I am having difficulty extracting outputs of intermediate layers for a student and (fixed) teacher model in distillation, and then taking the MSE of these as the training loss. For a start, PyTorch makes it very difficult to extract intermediate layer outputs at all. You either have to edit the forward function of the model or use a forward hook. I found that the latter method (hook) does not work because the output of the layer is not a leaf tensor and cannot require grad. I resorted to using the package torch_intermediate_layer_getter which seems to return an OrderedDict of tensors of layers you specify.

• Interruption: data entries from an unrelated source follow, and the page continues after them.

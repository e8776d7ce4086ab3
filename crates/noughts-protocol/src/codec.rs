//! Codec trait and implementations for serializing/deserializing messages.
//!
//! The server never calls `serde_json` directly: it goes through a [`Codec`]
//! so the wire format can be swapped without touching the orchestrator.

use serde::{Serialize, de::DeserializeOwned};

use crate::ProtocolError;

/// A codec that can encode Rust types to bytes and decode bytes back.
///
/// `Send + Sync + 'static` because one codec instance is shared by every
/// connection task for the lifetime of the server.
pub trait Codec: Send + Sync + 'static {
    /// Serializes a value into bytes.
    ///
    /// # Errors
    /// Returns `ProtocolError::Encode` if serialization fails.
    fn encode<T: Serialize>(&self, value: &T) -> Result<Vec<u8>, ProtocolError>;

    /// Deserializes bytes back into a value.
    ///
    /// # Errors
    /// Returns `ProtocolError::Decode` if the bytes are malformed,
    /// incomplete, or don't match the expected type.
    fn decode<T: DeserializeOwned>(&self, data: &[u8]) -> Result<T, ProtocolError>;
}

// ---------------------------------------------------------------------------
// JsonCodec
// ---------------------------------------------------------------------------

/// A [`Codec`] that uses JSON (via `serde_json`).
///
/// JSON is what browser clients speak natively, and it keeps frames readable
/// in DevTools. Behind the `json` feature flag (enabled by default).
///
/// ## Example
///
/// ```rust
/// use noughts_protocol::{ClientMessage, Codec, Inbound, JsonCodec};
///
/// let codec = JsonCodec;
/// let inbound: Inbound = codec
///     .decode(br#"{"type":"makeMove","index":4}"#)
///     .unwrap();
/// assert_eq!(inbound.message, ClientMessage::MakeMove { index: 4 });
/// ```
#[cfg(feature = "json")]
#[derive(Debug, Clone, Copy, Default)]
pub struct JsonCodec;

#[cfg(feature = "json")]
impl Codec for JsonCodec {
    fn encode<T: Serialize>(&self, value: &T) -> Result<Vec<u8>, ProtocolError> {
        serde_json::to_vec(value).map_err(ProtocolError::Encode)
    }

    fn decode<T: DeserializeOwned>(&self, data: &[u8]) -> Result<T, ProtocolError> {
        if data.iter().all(u8::is_ascii_whitespace) {
            return Err(ProtocolError::InvalidMessage("empty frame".into()));
        }
        serde_json::from_slice(data).map_err(ProtocolError::Decode)
    }
}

Importantly, these come with grad:
def feature_extractor(model, inputs, return_layers, grad=True):
"""Extract feature maps from model.
Args:
model: torch model, model to extract feature maps from
inputs: torch tensor, input to model
return_layers: dictionary of layer names to return
"""
assert inputs.requires_grad
mid_getter = MidGet(model, return_layers, True)
mid_outputs, model_outputs = mid_getter(inputs)

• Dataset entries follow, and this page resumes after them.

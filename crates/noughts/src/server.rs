//! `NoughtsServer` builder and server loop.
//!
//! This is the entry point for running a noughts server. It ties together
//! all the layers: transport → protocol → orchestrator, plus the two
//! background sweeps.

use std::sync::Arc;

use noughts_game::{CoinFlip, Orchestrator, OrchestratorConfig};
use noughts_protocol::{Codec, JsonCodec};
use noughts_transport::{Transport, WebSocketTransport};
use tokio::sync::Mutex;

use crate::NoughtsError;
use crate::handler::handle_connection;
use crate::timers;

/// Shared server state passed to each connection handler task.
///
/// The orchestrator sits behind one async mutex: every handler and both
/// background sweeps serialize on it.
pub(crate) struct ServerState<C: Codec> {
    pub(crate) orchestrator: Mutex<Orchestrator>,
    pub(crate) codec: C,
}

/// Builder for configuring and starting a noughts server.
///
/// # Example
///
/// ```rust,ignore
/// use noughts::prelude::*;
///
/// let server = NoughtsServer::builder()
///     .bind("0.0.0.0:8080")
///     .build()
///     .await?;
/// server.run().await
/// ```
pub struct NoughtsServerBuilder {
    bind_addr: String,
    config: OrchestratorConfig,
    coin: Option<Box<dyn CoinFlip>>,
}

impl NoughtsServerBuilder {
    /// Creates a new builder with default settings.
    pub fn new() -> Self {
        Self {
            bind_addr: "127.0.0.1:8080".to_string(),
            config: OrchestratorConfig::default(),
            coin: None,
        }
    }

    /// Sets the address to bind the server to.
    pub fn bind(mut self, addr: &str) -> Self {
        self.bind_addr = addr.to_string();
        self
    }

    /// Sets the orchestrator configuration.
    pub fn config(mut self, config: OrchestratorConfig) -> Self {
        self.config = config;
        self
    }

    /// Replaces the random coin used for symbol and turn assignment.
    pub fn coin(mut self, coin: impl CoinFlip + 'static) -> Self {
        self.coin = Some(Box::new(coin));
        self
    }

    /// Binds the listener and assembles the server.
    ///
    /// Uses `JsonCodec` and `WebSocketTransport`.
    pub async fn build(self) -> Result<NoughtsServer<JsonCodec>, NoughtsError> {
        let transport = WebSocketTransport::bind(&self.bind_addr).await?;

        let orchestrator = match self.coin {
            Some(coin) => Orchestrator::with_coin(self.config.clone(), coin),
            None => Orchestrator::new(self.config.clone()),
        };
        let state = Arc::new(ServerState {
            orchestrator: Mutex::new(orchestrator),
            codec: JsonCodec,
        });

        Ok(NoughtsServer {
            transport,
            state,
            config: self.config,
        })
    }
}

impl Default for NoughtsServerBuilder {
    fn default() -> Self {
        Self::new()
    }
}

/// A bound noughts server.
///
/// Call [`run()`](Self::run) to start accepting connections.
pub struct NoughtsServer<C: Codec> {
    transport: WebSocketTransport,
    state: Arc<ServerState<C>>,
    config: OrchestratorConfig,
}

impl NoughtsServer<JsonCodec> {
    /// Creates a new builder.
    pub fn builder() -> NoughtsServerBuilder {
        NoughtsServerBuilder::new()
    }
}

impl<C: Codec> NoughtsServer<C> {
    /// Returns the local address the server is bound to.
    pub fn local_addr(&self) -> std::io::Result<std::net::SocketAddr> {
        self.transport.local_addr()
    }

    /// Runs the server.
    ///
    /// Starts the matchmaking sweep and the idle reaper, then accepts
    /// connections and spawns a handler task for each. Runs until the
    /// process is terminated; the background sweeps stop when this future
    /// is dropped.
    pub async fn run(mut self) -> Result<(), NoughtsError> {
        let _sweep = timers::spawn_matchmaking_sweep(
            Arc::clone(&self.state),
            self.config.matchmaking_sweep_interval,
        );
        let _reaper =
            timers::spawn_idle_reaper(Arc::clone(&self.state), self.config.reaper_interval);

        tracing::info!(addr = ?self.local_addr().ok(), "noughts server running");

        loop {
            match self.transport.accept().await {
                Ok(conn) => {
                    let state = Arc::clone(&self.state);
                    tokio::spawn(handle_connection(conn, state));
                }
                Err(e) => {
                    tracing::error!(error = %e, "accept failed");
                }
            }
        }
    }
}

features = list(mid_outputs.items())[0][1]
if grad == False:
features = features.detach()
return features
assert features.requires_grad
return features
When computing the rest of my loss function, I always check that variables require grad:
def feature_map_diff(s_map, t_map, aggregate_chan):
"""Compute the difference between the feature maps of the student and teacher models.
Args:
s_map: torch tensor, activation map of teacher model [batch_size, num_channels]

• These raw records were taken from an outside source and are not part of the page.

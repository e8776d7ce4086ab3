//! The session store: every game in memory, keyed by id.

use std::collections::HashMap;

use noughts_protocol::{GameId, PlayerId};

use crate::Game;

/// Owns all games and hands out ids.
///
/// Ids are monotonic and never reused, so a stale `gameId` held by a client
/// can't accidentally point at a newer game.
#[derive(Debug)]
pub struct GameStore {
    games: HashMap<GameId, Game>,
    next_id: u64,
}

impl Default for GameStore {
    fn default() -> Self {
        Self {
            games: HashMap::new(),
            next_id: 1,
        }
    }
}

impl GameStore {
    pub fn new() -> Self {
        Self::default()
    }

    /// Reserves the next id.
    pub fn allocate_id(&mut self) -> GameId {
        let id = GameId(self.next_id);
        self.next_id += 1;
        id
    }

    pub fn insert(&mut self, game: Game) {
        self.games.insert(game.id(), game);
    }

    pub fn get(&self, id: GameId) -> Option<&Game> {
        self.games.get(&id)
    }

    pub fn get_mut(&mut self, id: GameId) -> Option<&mut Game> {
        self.games.get_mut(&id)
    }

    pub fn remove(&mut self, id: GameId) -> Option<Game> {
        self.games.remove(&id)
    }

    pub fn iter(&self) -> impl Iterator<Item = &Game> {
        self.games.values()
    }

    pub fn iter_mut(&mut self) -> impl Iterator<Item = &mut Game> {
        self.games.values_mut()
    }

    /// The unfinished game `player_id` sits in, if any.
    pub fn active_game_of(&self, player_id: &PlayerId) -> Option<GameId> {
        self.games
            .values()
            .find(|g| g.status().is_active() && g.member(player_id).is_some())
            .map(Game::id)
    }

    pub fn len(&self) -> usize {
        self.games.len()
    }

    pub fn is_empty(&self) -> bool {
        self.games.is_empty()
    }
}

#[cfg(test)]
mod tests {
    use std::time::Instant;

    use noughts_protocol::Symbol;

    use super::*;
    use crate::Participant;

    #[test]
    fn test_allocate_id_is_monotonic_from_one() {
        let mut store = GameStore::new();
        assert_eq!(store.allocate_id(), GameId(1));
        assert_eq!(store.allocate_id(), GameId(2));
        store.remove(GameId(1));
        assert_eq!(store.allocate_id(), GameId(3));
    }

    #[test]
    fn test_active_game_of_finds_member() {
        let mut store = GameStore::new();
        let id = store.allocate_id();
        let creator = Participant::new(PlayerId::new("a"), Symbol::X, None);
        store.insert(Game::open(id, creator, Instant::now()));

        assert_eq!(store.active_game_of(&PlayerId::new("a")), Some(id));
        assert_eq!(store.active_game_of(&PlayerId::new("b")), None);
        assert_eq!(store.len(), 1);
    }
}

t_map: torch tensor, output of teacher model [batch_size, num_channels]
aggregate_chan: bool, whether to aggregate the channels of the feature activation
"""
# Aggregate the channels of the feature activation using root squared absolute value of channels to create activation map
if aggregate_chan:
s_map = torch.sqrt(torch.sum(torch.abs(s_map)**2, dim=1))
t_map = torch.sqrt(torch.sum(torch.abs(t_map)**2, dim=1))
assert s_map.requires_grad
# Compute the difference between the feature maps
# loss = F.mse_loss(s_map, t_map, reduction='mean').requires_grad_()
loss = torch.mean((s_map/torch.norm(s_map, p=2, dim=-1).unsqueeze(-1) - t_map/torch.norm(t_map, p=2, dim=-1).unsqueeze(-1))**2 )
assert loss.requires_grad
return loss
None of these assertions raise any error, but in my main training loop, with the following after loss.backward()
and optimizer.step()
:
for param in student.parameters():
assert param.requires_grad
I end up with an error. Can someone explain to me what is going on and how I can achieve what I’m trying to do better?